According to Paul Krugman, I must have been a terribly wicked person in my past life.  After training as a physicist at the Universidad Nacional Autónoma de México, I did a brief stint in economics at El Colegio de México to then join the Science Studies Unit of the University of Edinburgh, where I completed my PhD in 2010. Throughout this transition from physics to sociology my interests have remained broadly the same: I am fascinated by the central yet contested role of markets in the constitution of modern societies.

My early work (2000-2005) involved developing and testing a novel measure of market efficiency using an artificial financial market developed by colleagues at the Instituto de Ciencias Nucleares (UNAM). Following from this very early interest in how finance works, my recent contributions explore the production of markets at the intersection of culture, organizations, and technology. Combining theoretical insights from economic sociology, anthropology, and science and technology studies, my most recent book Automating Finance: Infrastructures, Engineers, and the Making of Electronic Markets (Cambridge University Press, 2019), examines the moral, political and organizational struggles that underpinned the automation of modern stock exchanges. By connecting the literatures on infrastructures with discussions on kinship, morality, and institutional change, the book explores how automation occurred not as a planned project but as a confluence of multiple, fragmented visions of the world.
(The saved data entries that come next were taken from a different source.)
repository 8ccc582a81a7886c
use mayfly_core::StorageError;
use mayfly_generator::GeneratorError;
use thiserror::Error;

pub type Result<T> = std::result::Result<T, ShortenerError>;

#[derive(Debug, Clone, Error)]
pub enum ShortenerError {
    #[error("invalid url: {0}")]
    InvalidUrl(String),
    #[error("invalid expiry: {0}")]
    InvalidExpiry(String),
    #[error("short code already exists: {0}")]
    DuplicateCode(String),
    #[error("short url not found: {0}")]
    NotFound(String),
    #[error("short url has expired: {0}")]
    Expired(String),
    #[error("code generation failed: {0}")]
    Generator(#[from] GeneratorError),
    #[error("storage error: {0}")]
    Storage(StorageError),
}

impl From<StorageError> for ShortenerError {
    fn from(value: StorageError) -> Self {
        match value {
            StorageError::Conflict(code) => Self::DuplicateCode(code),
            other => Self::Storage(other),
        }
    }
}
My exposure to computational methods and multi-agent simulations carried over to my more recent project. Firmly positioned within the literature on quantification, organization studies, and computational social science,  The Quantified Scholar: How austerity, markets, and rankings transformed the British social sciences, presents a multi-methods analysis of the effects of measuring knowledge on careers, departmental cultures, and the evolution of academic fields.  Empirically, the project looks at the consequences of the Research Assessment Exercises/Research Excellence Framework on the evolution of British social sciences. By combining large and original datasets of career trajectories, computational analyses of social science publications, and oral histories of British academics, the study provides a detailed overview of how the quantification of knowledge both transforms the dynamics of scholarly fields and is mediated by organizational hierarchies and inequalities.
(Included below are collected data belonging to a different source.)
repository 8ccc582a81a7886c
use crate::Result;
use std::fmt::Display;
use testcontainers::core::{IntoContainerPort, WaitFor};
use testcontainers::runners::AsyncRunner;
use testcontainers::ImageExt;
use testcontainers::{ContainerAsync, GenericImage};
use typed_builder::TypedBuilder;

const MYSQL_PORT: u16 = 3306;

/// Credentials and image tag of the throwaway MySQL server.
///
/// Defaults match the `mayfly` database the stores migrate into.
#[derive(Debug, Clone, TypedBuilder)]
pub struct MysqlConfig {
    #[builder(default = "mayfly".to_string())]
    database: String,
    #[builder(default = "mayfly".to_string())]
    username: String,
    #[builder(default = "mayfly".to_string())]
    password: String,
    #[builder(default = "8.4".to_string())]
    tag: String,
}

impl MysqlConfig {
    fn dsn(&self, host: impl Display, port: u16) -> String {
        format!(
            "mysql://{}:{}@{host}:{port}/{}",
            self.username, self.password, self.database
        )
    }
}

/// A MySQL container for the storage integration tests.
///
/// Dropping it removes the container.
pub struct MySqlServer {
    container: ContainerAsync<GenericImage>,
    config: MysqlConfig,
}

impl MySqlServer {
    pub async fn new(config: MysqlConfig) -> Result<Self> {
        let container = GenericImage::new("mysql", config.tag.as_str())
            .with_exposed_port(MYSQL_PORT.tcp())
            .with_wait_for(WaitFor::message_on_stderr("ready for connections"))
            .with_env_var("MYSQL_DATABASE", config.database.as_str())
            .with_env_var("MYSQL_USER", config.username.as_str())
            .with_env_var("MYSQL_PASSWORD", config.password.as_str())
            .with_env_var("MYSQL_ROOT_PASSWORD", config.password.as_str())
            .start()
            .await?;

        Ok(Self { container, config })
    }

    /// DSN of the test database as seen from the host, for `MySqlPool::connect`.
    pub async fn database_url(&self) -> Result<String> {
        let host = self.container.get_host().await?;
        let port = self.container.get_host_port_ipv4(MYSQL_PORT).await?;
        Ok(self.config.dsn(host, port))
    }
}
In addition to teaching and ‘doing’ computational social science, my current work also includes a critical examination of data, algorithms and the emerging field of computational social science itself. In a project supported by the Institute of Practical Ethics at UC San Diego, I study the way data scientists deal with the uncertainty of their claims. Through a mix of interviews and online experiments, I am  exploring the types of uncertainty made (in)visible in data science research in the creation of seemingly trustworthy algorithmic claims. In a different project, I address the ‘missing workers’ of computational social science. Mirroring discussions about replication in the social sciences, in this project I track how authors report data cleaning, processing, storing, and manipulation practices.
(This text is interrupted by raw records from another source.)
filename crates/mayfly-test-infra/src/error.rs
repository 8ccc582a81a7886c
use std::result::Result as StdResult;
use thiserror::Error;

/// Errors that can occur when working with test infrastructure containers.
#[derive(Debug, Error)]
pub enum TestInfraError {
    #[error("Container error: {0}")]
    Container(#[from] testcontainers::TestcontainersError),
}

/// A type alias for `Result` with `TestInfraError`.
pub type Result<T> = StdResult<T, TestInfraError>;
A longer term project concerns the materialities of political liberalism. Tentatively titled The Architectures of Liberty: Market Gardeners, Intellectuals, and Urban Planners in Enlightenment England, this (book) project traces the history of London’s urban markets in the seventeenth and eighteenth centuries as an opportunity to explore connections between the reorganization of cities and elites, the re-embedding of market regulation, and the emergence of liberal political thought. (Think of it as Polanyi meeting the literature on materiality and cultural sociology). Here, my concern is not only with the marketplace as an object of design, aesthetics, everyday practices and calculated construction but also on its role as a generative site of politics.

In addition to these larger projects, I am also interested in art markets and am currently collaborating with Carrie Friese and Nathalie Nuyts of the London School of Economics on the project Care as Science.